Meet Jerome Coopersmith


The greatest joy, for me, of being an active member of MWA/NY is the people I meet.  Jerry is one of them.  He is one of our few dramatists.  He has a list of credits, which typed in an 8 pitch font, would be longer than your arm.  It includes a lot of radio, TV, and stage plays including the books for musicals.  Take a look here at his impressive credentials, just for Broadway:

http://broadwayworld.com/people/Jerome-Coopersmith/

I had to visit three websites to get even an inkling of the breath of his accomplishments.  And right now, rehearsals are on for a new one act mystery play--"Pipe Dream," which will have its premier at the National Liberal Club in London on May 16th, under the auspices of the Sherlock Holmes Society.  It's about a tough New York detective who is stumped by a crime and visits the Sherlock Holmes pub in London, where he is led to the solution by a renowned ghost from the past. 

Today Jerry regales us with the story of how he once wrote historical playlets for the budding medium of television.  

Annamaria Alfieri




In the days when television meant snowy pictures that you might improve by wrapping aluminum foil around your antenna, I had a job as an assistant to an early TV producer.  My job was to help him put on a quiz show in which viewers tried to stump a panel of brilliant teenagers on the subject of American history.  If you submitted a question that was used, and you stumped the wunderkinds, you won a set of Encyclopedia Americana – not a bad gift – 30 volumes with genuine leather bindings and gold imprint on the spines.   The trouble was that most of the questions sent in by the audience were not worth a damn, much less 30 volumes, so who do you think dreamed up the questions that were used?   We didn’t dare tell the sponsors or the TV station execs that Jasper LaRoche of Wilbur, Wisconsin and Pastor  Neumiller of Boise, Idaho were really Jerry Coopersmith of West 68th Street.  As a result, the floor of my office was littered with sets of encyclopedias still in their packing boxes.                                                                                                                

One day, I tried to persuade my boss to change the format of the show just a little.   I proposed, “Instead of asking questions allegedly from the viewing audience why don’t we put on a short dramatization of an historic event, and base the questions on that?” 

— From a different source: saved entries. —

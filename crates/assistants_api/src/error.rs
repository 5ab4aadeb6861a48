use std::fmt;

use assistant_service::ServiceError;
use reqwest::StatusCode;
use serde::Deserialize;
use serde_json::Error as JsonError;

#[derive(Debug)]
pub enum AssistantsApiError {
    MissingApiKey,
    InvalidBaseUrl(String),
    InvalidHeader(String),
    Request(reqwest::Error),
    Status(StatusCode, String),
    Decode { source: JsonError, body: String },
    Serde(JsonError),
    Runtime(String),
}

#[derive(Debug, Deserialize)]
pub(crate) struct ErrorPayload {
    #[serde(rename = "error")]
    pub value: Option<ErrorPayloadFields>,
}

#[derive(Debug, Deserialize)]
pub(crate) struct ErrorPayloadFields {
    pub message: Option<String>,
    pub code: Option<String>,
    #[serde(rename = "type")]
    pub type_: Option<String>,
}

impl ErrorPayloadFields {
    fn message_or_fallback(&self) -> Option<String> {
        let message = self.message.as_deref().and_then(non_empty_string)?;
        let qualifier = self
            .code
            .as_deref()
            .and_then(non_empty_string)
            .or_else(|| self.type_.as_deref().and_then(non_empty_string));

        Some(match qualifier {
            Some(qualifier) => format!("{message} ({qualifier})"),
            None => message.to_owned(),
        })
    }
}

impl fmt::Display for AssistantsApiError {
    fn fmt(&self, f: &mut fmt::Formatter<'_>) -> fmt::Result {
        match self {
            Self::MissingApiKey => write!(f, "API key is required"),
            Self::InvalidBaseUrl(value) => write!(f, "invalid base URL: {value}"),
            Self::InvalidHeader(message) => write!(f, "invalid header: {message}"),
            Self::Request(error) => write!(f, "request error: {error}"),
            Self::Status(status, message) => write!(f, "HTTP {status} {message}"),
            Self::Decode { source, body } => {
                write!(f, "failed to decode response: {source} (body: {})", excerpt(body))
            }
            Self::Serde(error) => write!(f, "serialization error: {error}"),
            Self::Runtime(message) => write!(f, "{message}"),
        }
    }
}

impl std::error::Error for AssistantsApiError {
    fn source(&self) -> Option<&(dyn std::error::Error + 'static)> {
        match self {
            Self::Request(error) => Some(error),
            Self::Decode { source, .. } | Self::Serde(source) => Some(source),
            _ => None,
        }
    }
}

impl From<reqwest::Error> for AssistantsApiError {
    fn from(error: reqwest::Error) -> Self {
        Self::Request(error)
    }
}

impl From<JsonError> for AssistantsApiError {
    fn from(error: JsonError) -> Self {
        Self::Serde(error)
    }
}

impl From<AssistantsApiError> for ServiceError {
    fn from(error: AssistantsApiError) -> Self {
        match error {
            AssistantsApiError::Status(status, message) => ServiceError::Status {
                status: status.as_u16(),
                message,
            },
            AssistantsApiError::Decode { .. } => ServiceError::Decode(error.to_string()),
            AssistantsApiError::Request(_) => ServiceError::Transport(error.to_string()),
            other => ServiceError::Unavailable(other.to_string()),
        }
    }
}

/// Extracts the human-readable message from an error response body.
pub fn parse_error_message(status: StatusCode, body: &str) -> String {
    if let Ok(payload) = serde_json::from_str::<ErrorPayload>(body) {
        if let Some(message) = payload.value.as_ref().and_then(|value| value.message_or_fallback()) {
            return message;
        }
    }

    if body.trim().is_empty() {
        status
            .canonical_reason()
            .unwrap_or("request failed")
            .to_string()
    } else {
        body.to_string()
    }
}

fn excerpt(body: &str) -> String {
    const MAX_CHARS: usize = 200;
    let mut out: String = body.chars().take(MAX_CHARS).collect();
    if body.chars().count() > MAX_CHARS {
        out.push_str("...");
    }
    out
}

fn non_empty_string(value: &str) -> Option<&str> {
    if value.trim().is_empty() {
        None
    } else {
        Some(value)
    }
}
use std::future::Future;

use assistant_service::{
    AssistantService, CreateMessage, ListPage, Message, Pagination, Run, ServiceError, Thread,
    ToolOutput,
};

use crate::client::AssistantsApiClient;
use crate::config::AssistantsApiConfig;
use crate::error::AssistantsApiError;

/// Synchronous [`AssistantService`] backed by the async HTTP client.
///
/// Owns a current-thread runtime so each call blocks the caller until the
/// response is decoded; no two requests are ever in flight.
#[derive(Debug)]
pub struct BlockingAssistantsApi {
    client: AssistantsApiClient,
    runtime: tokio::runtime::Runtime,
}

impl BlockingAssistantsApi {
    pub fn new(config: AssistantsApiConfig) -> Result<Self, AssistantsApiError> {
        let runtime = tokio::runtime::Builder::new_current_thread()
            .enable_all()
            .build()
            .map_err(|error| {
                AssistantsApiError::Runtime(format!("failed to initialize tokio runtime: {error}"))
            })?;
        let client = AssistantsApiClient::new(config)?;

        Ok(Self { client, runtime })
    }

    pub fn client(&self) -> &AssistantsApiClient {
        &self.client
    }

    fn block_on<T, F>(&self, future: F) -> Result<T, ServiceError>
    where
        F: Future<Output = Result<T, AssistantsApiError>>,
    {
        self.runtime.block_on(future).map_err(ServiceError::from)
    }
}

impl AssistantService for BlockingAssistantsApi {
    fn create_thread(&self) -> Result<Thread, ServiceError> {
        self.block_on(self.client.create_thread())
    }

    fn create_message(
        &self,
        thread_id: &str,
        message: &CreateMessage,
    ) -> Result<Message, ServiceError> {
        self.block_on(self.client.create_message(thread_id, message))
    }

    fn create_run(&self, thread_id: &str, assistant_id: &str) -> Result<Run, ServiceError> {
        self.block_on(self.client.create_run(thread_id, assistant_id))
    }

    fn get_run(&self, thread_id: &str, run_id: &str) -> Result<Run, ServiceError> {
        self.block_on(self.client.get_run(thread_id, run_id))
    }

    fn cancel_run(&self, thread_id: &str, run_id: &str) -> Result<Run, ServiceError> {
        self.block_on(self.client.cancel_run(thread_id, run_id))
    }

    fn submit_tool_outputs(
        &self,
        thread_id: &str,
        run_id: &str,
        outputs: &[ToolOutput],
    ) -> Result<Run, ServiceError> {
        self.block_on(self.client.submit_tool_outputs(thread_id, run_id, outputs))
    }

    fn list_runs(
        &self,
        thread_id: &str,
        pagination: &Pagination,
    ) -> Result<ListPage<Run>, ServiceError> {
        self.block_on(self.client.list_runs(thread_id, pagination))
    }

    fn list_messages(
        &self,
        thread_id: &str,
        pagination: &Pagination,
    ) -> Result<ListPage<Message>, ServiceError> {
        self.block_on(self.client.list_messages(thread_id, pagination))
    }
}
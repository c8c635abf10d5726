//! The venue adapter seam.

use std::fmt;

use super::commands::{
    AccountInquiry, CancelOrder, ModifyOrder, SubmitBracketOrder, SubmitOrder,
};
use crate::events::Event;
use crate::types::QuoteTick;

/// A venue adapter the execution engine routes commands to.
///
/// Adapters return the events produced by a command synchronously; the
/// engine feeds them straight back through its own event path. Live
/// adapters that receive events asynchronously return nothing here and post
/// inbound events through the engine instead.
pub trait ExecutionClient: fmt::Debug {
    fn venue_name(&self) -> &str;

    fn account_inquiry(&mut self, command: &AccountInquiry) -> Vec<Event>;

    fn submit_order(&mut self, command: &SubmitOrder) -> Vec<Event>;

    fn submit_bracket_order(&mut self, command: &SubmitBracketOrder) -> Vec<Event>;

    fn modify_order(&mut self, command: &ModifyOrder) -> Vec<Event>;

    fn cancel_order(&mut self, command: &CancelOrder) -> Vec<Event>;

    /// Market data push for simulated venues. Live adapters take their data
    /// from the network and ignore this.
    fn process_tick(&mut self, tick: &QuoteTick) -> Vec<Event> {
        let _ = tick;
        Vec::new()
    }

    fn reset(&mut self);
}
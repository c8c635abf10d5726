//! The strategy contract.
//!
//! Strategies implement lifecycle hooks and handlers; the execution engine
//! calls into them and routes the commands they queue on their context.
//! Strategies never mutate the execution database — they observe through
//! its read API on the context.

mod context;

pub use context::StrategyContext;

use crate::events::Event;
use crate::identifiers::StrategyId;
use crate::types::QuoteTick;

pub trait Strategy {
    /// The unique identifier for this strategy instance.
    fn strategy_id(&self) -> StrategyId;

    /// Called once when the trading session starts.
    fn on_start(&mut self, _ctx: &mut StrategyContext) {}

    /// Called for every market tick.
    fn on_tick(&mut self, _tick: &QuoteTick, _ctx: &mut StrategyContext) {}

    /// Called for every order, position, account and time event addressed
    /// to this strategy.
    fn on_event(&mut self, _event: &Event, _ctx: &mut StrategyContext) {}

    /// Called once when the trading session stops.
    fn on_stop(&mut self, _ctx: &mut StrategyContext) {}

    /// Called when the engine resets between runs.
    fn on_reset(&mut self) {}

    /// Cancel this strategy's working orders automatically at stop.
    fn cancel_all_orders_on_stop(&self) -> bool {
        true
    }

    /// Flatten this strategy's open positions automatically at stop.
    fn flatten_on_stop(&self) -> bool {
        false
    }
}
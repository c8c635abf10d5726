//! The messaging boundary: frame compression, the two-frame wire format,
//! session handshake messages and the retrying messaging client.

mod client;
mod compression;
mod frames;
mod messages;

pub use client::{MessageTransport, MessagingClient};
pub use compression::{BypassCompressor, Compressor, Lz4Compressor};
pub use frames::{MessageFrames, MessageType};
pub use messages::{
    Connect, Connected, DataRequest, DataResponse, Disconnect, Disconnected, Request,
    RequestSerializer, Response, ResponseSerializer,
};
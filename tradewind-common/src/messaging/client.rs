//! The messaging client: session handshake, bounded-retry sends, and the
//! inbound queue boundary.
//!
//! The thread/task boundary of live mode sits at the transport: inbound
//! frames are posted onto an in-process channel and drained on the engine's
//! thread via [`MessagingClient::poll_inbound`]. Handlers must not block.

use std::fmt;
use std::sync::mpsc::{channel, Receiver, Sender};

use chrono::Duration;
use tracing::warn;
use uuid::Uuid;

use super::compression::Compressor;
use super::frames::{MessageFrames, MessageType};
use super::messages::{Connect, Disconnect, Request, RequestSerializer, Response,
    ResponseSerializer};
use crate::clock::{Clock, TimeEventHandler};
use crate::error::TradingError;
use crate::events::Event;
use crate::identifiers::{ClientId, SessionId, UuidFactory};
use crate::serialization::EventSerializer;

const SEND_RETRIES: u32 = 3;
const CONNECTION_TIMEOUT_SECS: i64 = 2;

/// Transport over which frames travel. Implementations may block; the core
/// only calls them from the messaging boundary.
pub trait MessageTransport: fmt::Debug {
    fn send(&mut self, frames: &MessageFrames) -> Result<(), TradingError>;
}

/// A messaging client over a frame transport.
pub struct MessagingClient {
    client_id: ClientId,
    authentication: String,
    transport: Box<dyn MessageTransport>,
    compressor: Box<dyn Compressor>,
    requests: RequestSerializer,
    responses: ResponseSerializer,
    events: EventSerializer,
    session_id: Option<SessionId>,
    pending_connect: Option<Uuid>,
    uuids: UuidFactory,
    inbound_tx: Sender<MessageFrames>,
    inbound_rx: Receiver<MessageFrames>,
}

impl fmt::Debug for MessagingClient {
    fn fmt(&self, f: &mut fmt::Formatter<'_>) -> fmt::Result {
        f.debug_struct("MessagingClient")
            .field("client_id", &self.client_id)
            .field("session_id", &self.session_id)
            .finish()
    }
}

impl MessagingClient {
    pub fn new(
        client_id: ClientId,
        authentication: impl Into<String>,
        transport: Box<dyn MessageTransport>,
        compressor: Box<dyn Compressor>,
    ) -> Self {
        let (inbound_tx, inbound_rx) = channel();
        Self {
            client_id,
            authentication: authentication.into(),
            transport,
            compressor,
            requests: RequestSerializer::new(),
            responses: ResponseSerializer::new(),
            events: EventSerializer::new(),
            session_id: None,
            pending_connect: None,
            uuids: UuidFactory::random(),
            inbound_tx,
            inbound_rx,
        }
    }

    pub fn client_id(&self) -> &ClientId {
        &self.client_id
    }

    pub fn session_id(&self) -> Option<&SessionId> {
        self.session_id.as_ref()
    }

    pub fn is_connected(&self) -> bool {
        self.session_id.is_some()
    }

    /// The sender half of the inbound queue, for the transport's reader
    /// thread.
    pub fn inbound_sender(&self) -> Sender<MessageFrames> {
        self.inbound_tx.clone()
    }

    /// Begin the session handshake, arming a timeout alert two seconds out
    /// on the given clock to detect a lost connection.
    pub fn connect(&mut self, clock: &mut dyn Clock) -> Result<(), TradingError> {
        let request = Connect {
            client_id: self.client_id.clone(),
            authentication: self.authentication.clone(),
            id: self.uuids.generate(),
            timestamp: clock.time_now(),
        };
        self.pending_connect = Some(request.id);
        clock.set_time_alert(
            &format!("connect-timeout-{}", request.id),
            request.timestamp + Duration::seconds(CONNECTION_TIMEOUT_SECS),
            Some(TimeEventHandler::OwnerEvent),
        )?;
        let body = self.requests.serialize(&Request::Connect(request));
        let frames = MessageFrames::pack(
            MessageType::Request,
            "Connect",
            &body,
            self.compressor.as_ref(),
        );
        self.send_with_retry(&frames)
    }

    /// Begin the symmetric disconnect handshake.
    pub fn disconnect(&mut self, clock: &dyn Clock) -> Result<(), TradingError> {
        let request = Disconnect {
            client_id: self.client_id.clone(),
            authentication: self.authentication.clone(),
            id: self.uuids.generate(),
            timestamp: clock.time_now(),
        };
        let body = self.requests.serialize(&Request::Disconnect(request));
        let frames = MessageFrames::pack(
            MessageType::Request,
            "Disconnect",
            &body,
            self.compressor.as_ref(),
        );
        self.send_with_retry(&frames)
    }

    /// Whether the connect handshake is still awaiting its reply.
    pub fn is_awaiting_connection(&self) -> bool {
        self.pending_connect.is_some()
    }

    /// Send frames, retrying up to three times before giving up.
    ///
    /// A bounded loop, deliberately not recursion.
    pub fn send_with_retry(&mut self, frames: &MessageFrames) -> Result<(), TradingError> {
        let mut last_error = None;
        for attempt in 1..=SEND_RETRIES {
            match self.transport.send(frames) {
                Ok(()) => return Ok(()),
                Err(e) => {
                    warn!(client = %self.client_id, attempt, error = %e, "send failed");
                    last_error = Some(e);
                }
            }
        }
        Err(last_error.unwrap_or_else(|| {
            TradingError::Transport("send failed with no recorded error".to_string())
        }))
    }

    /// Drain the inbound queue, decoding events and handshake responses.
    ///
    /// Serialization failures propagate; they indicate a broken peer rather
    /// than a recoverable per-event condition.
    pub fn poll_inbound(&mut self) -> Result<Vec<Event>, TradingError> {
        let mut events = Vec::new();
        while let Ok(frames) = self.inbound_rx.try_recv() {
            let (message_type, type_name, body) = frames.unpack(self.compressor.as_ref())?;
            match message_type {
                MessageType::Response => match self.responses.deserialize(&body)? {
                    Response::Connected(connected) => {
                        if self.pending_connect == Some(connected.correlation_id) {
                            self.pending_connect = None;
                            self.session_id = Some(connected.session_id);
                        } else {
                            warn!(client = %self.client_id, "uncorrelated Connected response");
                        }
                    }
                    Response::Disconnected(_) => {
                        self.session_id = None;
                    }
                    Response::Data(_) => {
                        warn!(client = %self.client_id, "unsolicited data response dropped");
                    }
                },
                MessageType::String => {
                    events.push(self.events.deserialize(&body)?);
                }
                MessageType::Request => {
                    warn!(
                        client = %self.client_id,
                        type_name, "unexpected inbound request dropped"
                    );
                }
            }
        }
        Ok(events)
    }
}

#[cfg(test)]
mod tests {
    use super::*;
    use crate::clock::TestClock;
    use crate::identifiers::{AccountId, OrderId, ServerId};
    use crate::messaging::{BypassCompressor, Connected};
    use crate::orders::{OrderEventAny, OrderSubmitted};
    use chrono::{TimeZone, Utc};
    use std::cell::RefCell;
    use std::rc::Rc;

    #[derive(Debug, Default)]
    struct RecordingTransport {
        sent: Rc<RefCell<Vec<MessageFrames>>>,
        failures_remaining: Rc<RefCell<u32>>,
    }

    impl MessageTransport for RecordingTransport {
        fn send(&mut self, frames: &MessageFrames) -> Result<(), TradingError> {
            let mut failures = self.failures_remaining.borrow_mut();
            if *failures > 0 {
                *failures -= 1;
                return Err(TradingError::Transport("socket closed".to_string()));
            }
            self.sent.borrow_mut().push(frames.clone());
            Ok(())
        }
    }

    fn client_with_failures(failures: u32) -> (MessagingClient, Rc<RefCell<Vec<MessageFrames>>>) {
        let sent = Rc::new(RefCell::new(Vec::new()));
        let transport = RecordingTransport {
            sent: sent.clone(),
            failures_remaining: Rc::new(RefCell::new(failures)),
        };
        let client = MessagingClient::new(
            ClientId::from("Trader-001"),
            "token",
            Box::new(transport),
            Box::new(BypassCompressor),
        );
        (client, sent)
    }

    #[test]
    fn connect_sends_and_arms_timeout() {
        let (mut client, sent) = client_with_failures(0);
        let mut clock = TestClock::new(Utc.timestamp_opt(0, 0).unwrap());
        client.connect(&mut clock).unwrap();

        assert_eq!(sent.borrow().len(), 1);
        assert!(client.is_awaiting_connection());
        assert!(!client.is_connected());
        // The timeout alert sits two seconds out.
        assert_eq!(
            clock.next_event_time(),
            Some(Utc.timestamp_opt(2, 0).unwrap())
        );
    }

    #[test]
    fn connected_response_establishes_the_session() {
        let (mut client, sent) = client_with_failures(0);
        let mut clock = TestClock::new(Utc.timestamp_opt(0, 0).unwrap());
        client.connect(&mut clock).unwrap();

        // Recover the connect id from the sent frame to correlate the reply.
        let sent_frames = sent.borrow()[0].clone();
        let (_, _, body) = sent_frames.unpack(&BypassCompressor).unwrap();
        let request = RequestSerializer::new().deserialize(&body).unwrap();

        let response = Response::Connected(Connected {
            message: "session established".to_string(),
            server_id: ServerId::from("Server-000"),
            session_id: SessionId::from("Session-7"),
            correlation_id: request.id(),
            id: Uuid::from_u128(9),
            timestamp: Utc.timestamp_opt(0, 0).unwrap(),
        });
        let frames = MessageFrames::pack(
            MessageType::Response,
            "Connected",
            &ResponseSerializer::new().serialize(&response),
            &BypassCompressor,
        );
        client.inbound_sender().send(frames).unwrap();

        let events = client.poll_inbound().unwrap();
        assert!(events.is_empty());
        assert!(client.is_connected());
        assert_eq!(client.session_id().unwrap().as_str(), "Session-7");
        assert!(!client.is_awaiting_connection());
    }

    #[test]
    fn send_retries_up_to_three_times() {
        // Two failures then success: succeeds on the third attempt.
        let (mut client, sent) = client_with_failures(2);
        let frames = MessageFrames::pack(
            MessageType::String,
            "OrderSubmitted",
            b"x",
            &BypassCompressor,
        );
        client.send_with_retry(&frames).unwrap();
        assert_eq!(sent.borrow().len(), 1);

        // Three failures: gives up with a transport error.
        let (mut client, _) = client_with_failures(3);
        assert!(matches!(
            client.send_with_retry(&frames),
            Err(TradingError::Transport(_))
        ));
    }

    #[test]
    fn inbound_events_are_decoded() {
        let (mut client, _) = client_with_failures(0);
        let event = Event::Order(OrderEventAny::Submitted(OrderSubmitted {
            order_id: OrderId::from("O-1"),
            account_id: AccountId::from("FXCM-123456"),
            submitted_time: Utc.timestamp_opt(0, 0).unwrap(),
            id: Uuid::from_u128(5),
            timestamp: Utc.timestamp_opt(0, 0).unwrap(),
        }));
        let body = EventSerializer::new().serialize(&event).unwrap();
        let frames = MessageFrames::pack(
            MessageType::String,
            "OrderSubmitted",
            &body,
            &BypassCompressor,
        );
        client.inbound_sender().send(frames).unwrap();

        let events = client.poll_inbound().unwrap();
        assert_eq!(events.len(), 1);
        match &events[0] {
            Event::Order(OrderEventAny::Submitted(e)) => {
                assert_eq!(e.order_id.as_str(), "O-1");
            }
            other => panic!("expected a submitted event, got {other:?}"),
        }
    }
}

“You mean – with actors and costumes and everything?”

I nodded.

He loved the idea.  Then he asked something I hadn’t thought of.   
“Who’s going to write the dramatizations?”

My reply was not an act of courage.   I would have done anything to stop those  encyclopedias from taking over my office, but I honestly believed that the  playlets would make the show more entertaining.  In addition, I did have some experience in dramatic writing, but it was limited to a one-act play I had written in college with the collaboration of two other students.  My boss accepted that as a major credit, and starting the following week I was the author of one short teleplay per week based on American history. 

Although they were limited to one set and two actors to keep the cost down, they worked beautifully.  In a small TV studio we depicted moments aboard Columbus’ ship, on Jefferson’s estate, and in Benjamin Franklin’s home when he tried to dissuade his son from going to war on the side of the British.  We were able to get top-notch actors because Hollywood was in a slump at the time, and many of the movies’ finest were flocking to New York hoping to get their feet wet in the new medium.  
                                                              
Writing those playlets I learned how to create characters, not just for history plays, but for all sorts of dramas including mysteries that I would be writing in times to come.   And I learned that I enjoyed telling stories using only the actions and words of characters, rather than my own narrative skills.

There are two questions you must ask yourself if you hope to become a dramatic writer.  One, do you love it – to the extent that you don’t mind staying up nights to rewrite a scene, or a play if necessary.  Two, are you good at it – not just in your own opinion, but in the evaluation of others.  My response to both has been supported by the fact that I’ve been able to make a living for myself and my family as a writer in TV and theatre.            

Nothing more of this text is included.